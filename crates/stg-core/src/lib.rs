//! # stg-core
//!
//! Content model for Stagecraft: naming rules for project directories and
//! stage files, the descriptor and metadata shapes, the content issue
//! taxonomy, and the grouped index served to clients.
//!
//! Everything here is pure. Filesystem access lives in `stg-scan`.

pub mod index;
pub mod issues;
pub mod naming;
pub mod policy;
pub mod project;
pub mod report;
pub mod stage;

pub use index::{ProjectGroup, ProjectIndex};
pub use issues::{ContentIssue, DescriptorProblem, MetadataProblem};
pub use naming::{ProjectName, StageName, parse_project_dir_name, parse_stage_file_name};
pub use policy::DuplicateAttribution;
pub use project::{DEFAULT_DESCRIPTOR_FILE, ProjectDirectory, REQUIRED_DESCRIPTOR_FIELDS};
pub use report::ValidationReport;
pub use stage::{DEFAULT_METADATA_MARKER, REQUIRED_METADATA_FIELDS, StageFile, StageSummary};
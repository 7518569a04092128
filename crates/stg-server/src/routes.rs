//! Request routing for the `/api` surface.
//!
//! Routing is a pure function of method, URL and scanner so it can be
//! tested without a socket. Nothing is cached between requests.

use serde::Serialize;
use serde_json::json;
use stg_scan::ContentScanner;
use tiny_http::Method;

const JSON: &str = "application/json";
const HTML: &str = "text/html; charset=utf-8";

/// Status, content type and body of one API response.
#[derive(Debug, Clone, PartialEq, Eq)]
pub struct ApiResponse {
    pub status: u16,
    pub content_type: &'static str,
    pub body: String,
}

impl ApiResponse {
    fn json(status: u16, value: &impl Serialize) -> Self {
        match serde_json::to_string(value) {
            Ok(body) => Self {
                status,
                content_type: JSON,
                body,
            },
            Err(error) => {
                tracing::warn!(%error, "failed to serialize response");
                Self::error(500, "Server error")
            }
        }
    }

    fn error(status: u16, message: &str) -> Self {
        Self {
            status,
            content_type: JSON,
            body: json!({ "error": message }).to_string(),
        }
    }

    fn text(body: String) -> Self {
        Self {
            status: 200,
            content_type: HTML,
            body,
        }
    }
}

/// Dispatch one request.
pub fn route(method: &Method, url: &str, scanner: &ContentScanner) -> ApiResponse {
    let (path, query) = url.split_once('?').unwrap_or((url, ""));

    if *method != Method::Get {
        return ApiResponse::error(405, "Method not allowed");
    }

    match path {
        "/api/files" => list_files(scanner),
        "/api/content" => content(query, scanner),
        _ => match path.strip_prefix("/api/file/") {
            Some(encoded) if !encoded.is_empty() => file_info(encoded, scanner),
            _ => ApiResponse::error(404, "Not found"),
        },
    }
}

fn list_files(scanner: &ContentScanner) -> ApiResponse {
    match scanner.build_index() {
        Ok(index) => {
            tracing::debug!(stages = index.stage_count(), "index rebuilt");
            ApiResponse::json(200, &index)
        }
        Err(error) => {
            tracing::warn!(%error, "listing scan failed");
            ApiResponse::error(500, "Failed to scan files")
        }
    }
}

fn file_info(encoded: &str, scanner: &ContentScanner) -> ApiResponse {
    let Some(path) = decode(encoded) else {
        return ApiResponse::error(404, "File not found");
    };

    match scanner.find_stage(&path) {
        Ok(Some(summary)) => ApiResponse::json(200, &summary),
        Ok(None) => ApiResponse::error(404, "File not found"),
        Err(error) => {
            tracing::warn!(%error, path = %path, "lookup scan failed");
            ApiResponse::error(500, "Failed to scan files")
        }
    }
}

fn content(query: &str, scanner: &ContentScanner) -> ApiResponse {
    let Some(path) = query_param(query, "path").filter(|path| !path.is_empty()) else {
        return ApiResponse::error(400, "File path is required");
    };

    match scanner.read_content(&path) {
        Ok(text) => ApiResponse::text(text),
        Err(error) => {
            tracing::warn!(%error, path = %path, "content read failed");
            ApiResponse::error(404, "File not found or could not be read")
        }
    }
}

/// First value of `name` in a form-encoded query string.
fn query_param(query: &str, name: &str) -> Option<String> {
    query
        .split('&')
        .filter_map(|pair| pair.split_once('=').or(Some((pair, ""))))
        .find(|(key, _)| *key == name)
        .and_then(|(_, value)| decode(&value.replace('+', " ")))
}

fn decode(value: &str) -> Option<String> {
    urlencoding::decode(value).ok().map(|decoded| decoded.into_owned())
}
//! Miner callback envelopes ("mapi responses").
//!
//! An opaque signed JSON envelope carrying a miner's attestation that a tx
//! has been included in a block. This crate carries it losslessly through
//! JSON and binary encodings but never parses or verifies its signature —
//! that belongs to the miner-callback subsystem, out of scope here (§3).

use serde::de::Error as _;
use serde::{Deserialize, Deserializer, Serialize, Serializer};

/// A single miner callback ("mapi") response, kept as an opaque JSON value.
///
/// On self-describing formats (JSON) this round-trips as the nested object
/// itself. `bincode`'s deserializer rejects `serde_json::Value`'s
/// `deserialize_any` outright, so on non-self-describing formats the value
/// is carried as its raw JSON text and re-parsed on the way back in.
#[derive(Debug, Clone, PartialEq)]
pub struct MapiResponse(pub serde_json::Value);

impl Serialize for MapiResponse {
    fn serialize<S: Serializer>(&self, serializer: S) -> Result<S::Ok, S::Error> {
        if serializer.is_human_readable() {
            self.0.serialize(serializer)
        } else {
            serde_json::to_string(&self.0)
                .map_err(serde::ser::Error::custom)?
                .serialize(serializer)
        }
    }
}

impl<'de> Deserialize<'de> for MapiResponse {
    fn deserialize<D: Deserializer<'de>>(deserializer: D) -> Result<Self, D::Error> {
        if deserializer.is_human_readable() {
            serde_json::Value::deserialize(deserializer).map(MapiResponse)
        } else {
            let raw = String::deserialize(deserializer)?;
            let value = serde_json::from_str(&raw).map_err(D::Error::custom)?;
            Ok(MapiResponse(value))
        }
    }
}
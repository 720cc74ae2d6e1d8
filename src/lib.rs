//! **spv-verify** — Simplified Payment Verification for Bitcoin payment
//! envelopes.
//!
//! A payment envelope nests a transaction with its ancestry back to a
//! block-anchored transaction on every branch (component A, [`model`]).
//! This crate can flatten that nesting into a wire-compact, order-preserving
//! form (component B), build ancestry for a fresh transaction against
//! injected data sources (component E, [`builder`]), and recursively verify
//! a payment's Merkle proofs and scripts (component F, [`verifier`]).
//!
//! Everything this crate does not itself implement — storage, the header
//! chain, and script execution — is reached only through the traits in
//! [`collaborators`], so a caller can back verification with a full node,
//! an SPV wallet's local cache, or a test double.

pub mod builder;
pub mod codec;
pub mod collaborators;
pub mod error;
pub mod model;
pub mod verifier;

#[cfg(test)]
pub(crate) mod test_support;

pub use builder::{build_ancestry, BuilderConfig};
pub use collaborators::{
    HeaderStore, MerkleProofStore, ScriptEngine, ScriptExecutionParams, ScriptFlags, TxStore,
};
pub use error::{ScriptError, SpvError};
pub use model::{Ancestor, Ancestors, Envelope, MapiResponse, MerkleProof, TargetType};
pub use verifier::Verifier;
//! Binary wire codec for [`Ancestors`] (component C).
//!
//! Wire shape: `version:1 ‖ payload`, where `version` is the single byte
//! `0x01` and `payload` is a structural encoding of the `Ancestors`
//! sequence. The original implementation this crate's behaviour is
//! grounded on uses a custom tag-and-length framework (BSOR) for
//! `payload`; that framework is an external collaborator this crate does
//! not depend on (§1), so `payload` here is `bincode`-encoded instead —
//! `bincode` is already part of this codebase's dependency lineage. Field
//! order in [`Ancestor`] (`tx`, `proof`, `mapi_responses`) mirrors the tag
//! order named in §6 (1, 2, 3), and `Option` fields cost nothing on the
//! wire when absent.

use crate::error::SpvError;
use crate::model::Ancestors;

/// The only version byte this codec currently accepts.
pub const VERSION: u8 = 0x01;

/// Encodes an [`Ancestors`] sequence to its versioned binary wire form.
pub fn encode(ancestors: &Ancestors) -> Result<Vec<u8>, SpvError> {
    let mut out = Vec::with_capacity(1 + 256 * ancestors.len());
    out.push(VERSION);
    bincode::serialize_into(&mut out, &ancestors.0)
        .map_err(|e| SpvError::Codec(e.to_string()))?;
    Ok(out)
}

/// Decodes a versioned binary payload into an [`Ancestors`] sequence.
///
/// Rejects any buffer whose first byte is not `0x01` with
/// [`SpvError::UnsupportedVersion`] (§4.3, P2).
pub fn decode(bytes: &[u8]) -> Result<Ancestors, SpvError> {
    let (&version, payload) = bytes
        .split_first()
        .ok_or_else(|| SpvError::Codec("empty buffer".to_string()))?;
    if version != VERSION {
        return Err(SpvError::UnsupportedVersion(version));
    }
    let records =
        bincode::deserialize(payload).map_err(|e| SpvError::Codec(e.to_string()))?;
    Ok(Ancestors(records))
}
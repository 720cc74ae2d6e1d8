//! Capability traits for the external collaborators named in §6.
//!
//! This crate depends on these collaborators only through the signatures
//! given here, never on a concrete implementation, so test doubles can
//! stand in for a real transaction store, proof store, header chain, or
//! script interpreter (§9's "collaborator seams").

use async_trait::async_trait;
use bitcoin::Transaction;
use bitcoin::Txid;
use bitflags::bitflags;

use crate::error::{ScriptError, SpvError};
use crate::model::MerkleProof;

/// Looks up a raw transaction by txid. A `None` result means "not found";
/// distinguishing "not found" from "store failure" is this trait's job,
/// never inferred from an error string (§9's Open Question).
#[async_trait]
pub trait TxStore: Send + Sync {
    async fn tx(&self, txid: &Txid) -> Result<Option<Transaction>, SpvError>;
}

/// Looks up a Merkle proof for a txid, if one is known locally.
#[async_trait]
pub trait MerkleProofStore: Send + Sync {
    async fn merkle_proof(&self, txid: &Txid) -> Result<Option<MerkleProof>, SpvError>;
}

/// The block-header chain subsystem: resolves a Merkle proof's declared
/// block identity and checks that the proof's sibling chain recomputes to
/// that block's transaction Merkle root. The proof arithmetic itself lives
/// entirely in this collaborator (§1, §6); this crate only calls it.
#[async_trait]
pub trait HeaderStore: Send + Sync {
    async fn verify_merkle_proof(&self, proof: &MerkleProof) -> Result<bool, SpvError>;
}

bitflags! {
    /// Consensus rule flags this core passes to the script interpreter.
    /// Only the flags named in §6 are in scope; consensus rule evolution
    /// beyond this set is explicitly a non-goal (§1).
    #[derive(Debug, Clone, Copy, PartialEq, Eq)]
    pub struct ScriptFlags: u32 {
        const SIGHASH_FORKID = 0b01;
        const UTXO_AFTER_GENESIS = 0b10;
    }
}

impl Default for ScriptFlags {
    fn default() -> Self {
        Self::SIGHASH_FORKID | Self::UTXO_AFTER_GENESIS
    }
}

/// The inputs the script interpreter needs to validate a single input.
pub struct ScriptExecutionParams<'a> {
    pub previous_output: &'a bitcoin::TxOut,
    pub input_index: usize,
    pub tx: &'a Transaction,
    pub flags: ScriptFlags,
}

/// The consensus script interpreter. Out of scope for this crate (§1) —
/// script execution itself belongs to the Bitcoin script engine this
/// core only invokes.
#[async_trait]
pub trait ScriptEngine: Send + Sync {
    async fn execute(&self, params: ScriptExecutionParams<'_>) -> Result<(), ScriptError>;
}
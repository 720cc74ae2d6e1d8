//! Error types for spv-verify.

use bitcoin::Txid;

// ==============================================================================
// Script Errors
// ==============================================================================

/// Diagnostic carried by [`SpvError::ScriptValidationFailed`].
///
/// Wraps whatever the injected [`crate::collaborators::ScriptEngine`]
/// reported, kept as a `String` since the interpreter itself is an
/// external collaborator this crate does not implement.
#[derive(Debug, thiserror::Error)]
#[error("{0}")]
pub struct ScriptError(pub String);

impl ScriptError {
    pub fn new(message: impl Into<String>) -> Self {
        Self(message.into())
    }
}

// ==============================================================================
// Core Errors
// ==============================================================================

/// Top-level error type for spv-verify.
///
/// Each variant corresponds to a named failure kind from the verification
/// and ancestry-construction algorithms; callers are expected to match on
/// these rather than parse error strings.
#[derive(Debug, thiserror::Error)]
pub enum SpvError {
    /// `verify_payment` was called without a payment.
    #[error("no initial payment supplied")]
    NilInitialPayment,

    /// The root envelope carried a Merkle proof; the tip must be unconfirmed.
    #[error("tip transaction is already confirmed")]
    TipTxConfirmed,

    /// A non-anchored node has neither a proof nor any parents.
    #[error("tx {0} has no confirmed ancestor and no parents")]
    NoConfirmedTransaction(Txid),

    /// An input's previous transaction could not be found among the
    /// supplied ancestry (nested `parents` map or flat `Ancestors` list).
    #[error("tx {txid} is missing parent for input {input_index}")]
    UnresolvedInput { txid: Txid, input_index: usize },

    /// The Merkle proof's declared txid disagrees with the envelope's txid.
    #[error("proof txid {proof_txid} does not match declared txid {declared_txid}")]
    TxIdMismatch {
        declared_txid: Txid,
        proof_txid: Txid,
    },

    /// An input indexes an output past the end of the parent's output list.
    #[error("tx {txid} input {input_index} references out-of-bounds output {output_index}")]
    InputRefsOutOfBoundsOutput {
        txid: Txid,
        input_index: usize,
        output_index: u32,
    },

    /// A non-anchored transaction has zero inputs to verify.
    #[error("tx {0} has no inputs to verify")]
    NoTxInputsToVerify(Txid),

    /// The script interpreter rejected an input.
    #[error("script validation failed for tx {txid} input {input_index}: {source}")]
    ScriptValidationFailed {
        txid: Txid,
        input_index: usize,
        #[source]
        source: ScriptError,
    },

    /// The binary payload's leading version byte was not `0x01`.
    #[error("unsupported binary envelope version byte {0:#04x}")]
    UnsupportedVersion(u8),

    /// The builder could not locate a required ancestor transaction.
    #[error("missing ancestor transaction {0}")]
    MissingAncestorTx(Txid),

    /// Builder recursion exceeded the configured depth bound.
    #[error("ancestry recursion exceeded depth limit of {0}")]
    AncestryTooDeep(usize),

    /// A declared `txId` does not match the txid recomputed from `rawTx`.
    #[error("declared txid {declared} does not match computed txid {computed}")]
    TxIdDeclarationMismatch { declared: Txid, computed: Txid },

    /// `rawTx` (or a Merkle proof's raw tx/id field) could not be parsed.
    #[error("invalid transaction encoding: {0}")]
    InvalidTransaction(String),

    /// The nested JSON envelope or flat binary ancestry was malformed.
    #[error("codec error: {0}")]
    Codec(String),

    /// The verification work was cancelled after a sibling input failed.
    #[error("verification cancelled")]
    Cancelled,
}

* * *

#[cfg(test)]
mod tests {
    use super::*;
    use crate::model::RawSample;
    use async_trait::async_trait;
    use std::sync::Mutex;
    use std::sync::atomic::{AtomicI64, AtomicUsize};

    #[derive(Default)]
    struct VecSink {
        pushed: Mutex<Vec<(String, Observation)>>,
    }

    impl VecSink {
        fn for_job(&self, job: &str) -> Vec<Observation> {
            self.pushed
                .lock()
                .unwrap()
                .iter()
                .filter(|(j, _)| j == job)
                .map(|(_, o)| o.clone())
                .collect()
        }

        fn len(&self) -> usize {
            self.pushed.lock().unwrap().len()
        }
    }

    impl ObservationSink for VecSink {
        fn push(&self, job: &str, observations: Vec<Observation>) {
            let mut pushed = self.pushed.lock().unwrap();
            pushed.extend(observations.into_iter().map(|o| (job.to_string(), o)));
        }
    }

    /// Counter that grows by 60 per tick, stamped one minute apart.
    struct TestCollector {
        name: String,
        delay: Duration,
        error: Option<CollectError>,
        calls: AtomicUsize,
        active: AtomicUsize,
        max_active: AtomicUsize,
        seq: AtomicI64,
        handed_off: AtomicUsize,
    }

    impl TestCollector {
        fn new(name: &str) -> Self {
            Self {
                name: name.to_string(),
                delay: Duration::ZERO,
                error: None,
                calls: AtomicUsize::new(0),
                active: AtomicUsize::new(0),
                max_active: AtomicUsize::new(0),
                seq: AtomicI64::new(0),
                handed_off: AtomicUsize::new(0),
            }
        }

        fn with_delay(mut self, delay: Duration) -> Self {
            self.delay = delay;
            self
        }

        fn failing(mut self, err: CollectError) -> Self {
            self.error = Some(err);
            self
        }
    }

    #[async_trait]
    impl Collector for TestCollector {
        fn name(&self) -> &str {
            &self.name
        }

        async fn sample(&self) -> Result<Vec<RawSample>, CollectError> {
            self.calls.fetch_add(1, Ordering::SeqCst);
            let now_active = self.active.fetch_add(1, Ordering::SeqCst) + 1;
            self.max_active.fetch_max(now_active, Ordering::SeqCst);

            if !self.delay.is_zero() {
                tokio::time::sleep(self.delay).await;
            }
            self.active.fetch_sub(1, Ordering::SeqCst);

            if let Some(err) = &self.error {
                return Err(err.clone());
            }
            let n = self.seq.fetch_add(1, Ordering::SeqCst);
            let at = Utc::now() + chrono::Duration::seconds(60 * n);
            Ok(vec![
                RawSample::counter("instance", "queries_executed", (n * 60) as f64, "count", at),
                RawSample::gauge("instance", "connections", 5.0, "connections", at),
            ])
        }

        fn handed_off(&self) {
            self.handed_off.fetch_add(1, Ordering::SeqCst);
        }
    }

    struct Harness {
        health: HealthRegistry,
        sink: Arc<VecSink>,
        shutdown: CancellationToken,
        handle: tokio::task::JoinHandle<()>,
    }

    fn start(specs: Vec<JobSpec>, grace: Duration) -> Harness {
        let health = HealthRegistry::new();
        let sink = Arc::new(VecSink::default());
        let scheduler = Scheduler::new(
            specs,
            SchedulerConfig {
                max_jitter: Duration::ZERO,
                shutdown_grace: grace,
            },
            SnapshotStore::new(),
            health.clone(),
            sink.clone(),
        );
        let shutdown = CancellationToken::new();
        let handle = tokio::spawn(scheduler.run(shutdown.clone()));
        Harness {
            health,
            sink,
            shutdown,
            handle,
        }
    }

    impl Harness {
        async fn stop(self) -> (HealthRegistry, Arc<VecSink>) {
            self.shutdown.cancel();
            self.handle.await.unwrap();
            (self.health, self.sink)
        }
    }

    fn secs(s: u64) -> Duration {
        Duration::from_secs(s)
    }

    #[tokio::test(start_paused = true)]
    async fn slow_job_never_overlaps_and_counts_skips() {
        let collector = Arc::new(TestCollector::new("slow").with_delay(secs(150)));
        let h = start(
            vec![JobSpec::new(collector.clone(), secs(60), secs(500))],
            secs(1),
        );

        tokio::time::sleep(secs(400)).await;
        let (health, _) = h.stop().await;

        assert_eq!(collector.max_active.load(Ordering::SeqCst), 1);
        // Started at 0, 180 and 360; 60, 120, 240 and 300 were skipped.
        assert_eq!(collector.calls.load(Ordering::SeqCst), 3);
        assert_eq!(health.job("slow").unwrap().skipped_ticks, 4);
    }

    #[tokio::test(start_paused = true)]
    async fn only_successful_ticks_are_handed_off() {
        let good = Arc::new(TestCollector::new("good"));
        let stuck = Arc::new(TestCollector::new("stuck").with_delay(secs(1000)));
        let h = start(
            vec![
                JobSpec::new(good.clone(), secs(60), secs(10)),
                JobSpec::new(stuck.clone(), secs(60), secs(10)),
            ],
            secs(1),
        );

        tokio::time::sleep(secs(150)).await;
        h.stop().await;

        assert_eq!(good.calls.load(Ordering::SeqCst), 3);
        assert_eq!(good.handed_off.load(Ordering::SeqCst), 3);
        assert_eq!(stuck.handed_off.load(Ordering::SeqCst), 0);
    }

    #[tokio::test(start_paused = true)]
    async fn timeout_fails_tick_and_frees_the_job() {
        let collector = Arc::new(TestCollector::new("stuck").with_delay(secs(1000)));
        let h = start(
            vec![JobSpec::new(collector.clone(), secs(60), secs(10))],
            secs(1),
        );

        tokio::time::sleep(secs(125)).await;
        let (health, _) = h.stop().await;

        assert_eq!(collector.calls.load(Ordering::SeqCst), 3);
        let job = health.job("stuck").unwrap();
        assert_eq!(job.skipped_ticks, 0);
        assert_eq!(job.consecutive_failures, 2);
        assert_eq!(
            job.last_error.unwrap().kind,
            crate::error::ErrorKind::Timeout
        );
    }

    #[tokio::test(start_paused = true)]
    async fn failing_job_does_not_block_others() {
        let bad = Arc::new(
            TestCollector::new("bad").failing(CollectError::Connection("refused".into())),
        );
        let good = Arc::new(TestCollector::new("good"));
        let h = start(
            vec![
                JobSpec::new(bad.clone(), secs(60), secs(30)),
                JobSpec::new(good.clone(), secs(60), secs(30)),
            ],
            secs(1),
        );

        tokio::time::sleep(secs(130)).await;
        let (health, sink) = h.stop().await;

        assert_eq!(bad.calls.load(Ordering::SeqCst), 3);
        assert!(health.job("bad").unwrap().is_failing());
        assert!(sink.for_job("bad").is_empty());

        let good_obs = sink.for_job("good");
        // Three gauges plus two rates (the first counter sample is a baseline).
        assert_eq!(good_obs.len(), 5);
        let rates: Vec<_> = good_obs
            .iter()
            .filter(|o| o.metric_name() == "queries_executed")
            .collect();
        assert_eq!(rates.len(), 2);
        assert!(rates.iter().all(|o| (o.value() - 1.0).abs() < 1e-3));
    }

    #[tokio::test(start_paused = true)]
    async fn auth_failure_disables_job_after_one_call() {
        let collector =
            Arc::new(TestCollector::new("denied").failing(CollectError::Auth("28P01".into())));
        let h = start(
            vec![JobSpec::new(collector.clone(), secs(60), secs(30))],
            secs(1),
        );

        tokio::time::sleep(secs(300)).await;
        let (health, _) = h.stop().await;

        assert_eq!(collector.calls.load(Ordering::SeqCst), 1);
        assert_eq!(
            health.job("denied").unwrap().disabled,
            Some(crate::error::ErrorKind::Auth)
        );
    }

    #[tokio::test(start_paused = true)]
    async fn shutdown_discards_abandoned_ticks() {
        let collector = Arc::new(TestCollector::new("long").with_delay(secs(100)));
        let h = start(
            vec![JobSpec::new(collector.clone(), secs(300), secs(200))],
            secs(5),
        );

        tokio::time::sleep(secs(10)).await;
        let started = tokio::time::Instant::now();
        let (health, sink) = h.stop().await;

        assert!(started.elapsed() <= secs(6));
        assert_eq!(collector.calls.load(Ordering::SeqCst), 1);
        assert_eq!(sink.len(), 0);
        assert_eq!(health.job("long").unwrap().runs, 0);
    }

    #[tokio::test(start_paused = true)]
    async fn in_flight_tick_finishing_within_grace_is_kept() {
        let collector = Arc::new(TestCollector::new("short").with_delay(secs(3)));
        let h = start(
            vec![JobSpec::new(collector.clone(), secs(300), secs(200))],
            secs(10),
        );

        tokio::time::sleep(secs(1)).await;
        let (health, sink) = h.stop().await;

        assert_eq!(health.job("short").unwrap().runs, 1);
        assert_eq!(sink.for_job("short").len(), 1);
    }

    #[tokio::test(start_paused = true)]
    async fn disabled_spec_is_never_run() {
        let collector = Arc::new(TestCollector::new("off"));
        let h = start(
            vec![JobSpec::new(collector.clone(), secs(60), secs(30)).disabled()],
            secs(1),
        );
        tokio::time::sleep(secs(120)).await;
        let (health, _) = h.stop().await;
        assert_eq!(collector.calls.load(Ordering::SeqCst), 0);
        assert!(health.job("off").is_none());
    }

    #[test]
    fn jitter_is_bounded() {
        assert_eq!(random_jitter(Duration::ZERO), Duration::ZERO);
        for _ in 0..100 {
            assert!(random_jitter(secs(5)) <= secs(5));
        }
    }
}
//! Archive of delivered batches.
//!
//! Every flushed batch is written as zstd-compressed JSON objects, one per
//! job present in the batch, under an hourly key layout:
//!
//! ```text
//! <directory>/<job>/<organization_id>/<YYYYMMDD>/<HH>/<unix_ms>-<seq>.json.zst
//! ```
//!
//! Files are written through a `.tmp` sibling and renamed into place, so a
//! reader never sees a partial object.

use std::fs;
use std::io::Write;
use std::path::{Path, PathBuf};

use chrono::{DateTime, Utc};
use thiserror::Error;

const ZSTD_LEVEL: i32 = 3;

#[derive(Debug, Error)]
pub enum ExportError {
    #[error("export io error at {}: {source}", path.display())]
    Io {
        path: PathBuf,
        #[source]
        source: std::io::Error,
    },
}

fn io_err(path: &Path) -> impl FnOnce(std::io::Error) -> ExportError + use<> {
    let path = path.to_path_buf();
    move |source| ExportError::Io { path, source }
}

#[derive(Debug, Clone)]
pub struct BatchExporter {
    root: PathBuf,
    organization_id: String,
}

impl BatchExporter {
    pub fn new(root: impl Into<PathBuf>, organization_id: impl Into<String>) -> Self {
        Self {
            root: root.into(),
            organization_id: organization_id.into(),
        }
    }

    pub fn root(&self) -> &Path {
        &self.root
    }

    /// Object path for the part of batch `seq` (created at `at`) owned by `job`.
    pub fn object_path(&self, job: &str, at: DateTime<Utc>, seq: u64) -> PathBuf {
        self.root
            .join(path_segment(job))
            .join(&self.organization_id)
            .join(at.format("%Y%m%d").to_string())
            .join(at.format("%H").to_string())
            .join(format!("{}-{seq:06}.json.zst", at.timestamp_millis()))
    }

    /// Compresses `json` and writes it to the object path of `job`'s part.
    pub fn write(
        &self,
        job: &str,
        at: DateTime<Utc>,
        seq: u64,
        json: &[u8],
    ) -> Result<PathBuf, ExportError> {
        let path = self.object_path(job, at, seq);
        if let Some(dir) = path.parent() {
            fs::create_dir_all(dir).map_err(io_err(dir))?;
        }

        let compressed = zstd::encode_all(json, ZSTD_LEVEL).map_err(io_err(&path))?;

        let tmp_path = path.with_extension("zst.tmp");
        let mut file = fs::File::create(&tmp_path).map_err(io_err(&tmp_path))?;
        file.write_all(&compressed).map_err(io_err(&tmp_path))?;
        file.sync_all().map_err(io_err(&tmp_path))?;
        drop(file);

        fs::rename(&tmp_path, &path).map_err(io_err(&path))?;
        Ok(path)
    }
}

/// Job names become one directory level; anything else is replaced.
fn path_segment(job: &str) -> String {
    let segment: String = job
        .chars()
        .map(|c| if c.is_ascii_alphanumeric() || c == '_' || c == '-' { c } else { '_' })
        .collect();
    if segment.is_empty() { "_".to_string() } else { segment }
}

* **Goal of the exercise**
Using the listing above, gather each line that holds the string "exceeded" and copy it.

* **Final answer**
    /// Builder recursion exceeded the configured depth bound.
    #[error("ancestry recursion exceeded depth limit of {0}")]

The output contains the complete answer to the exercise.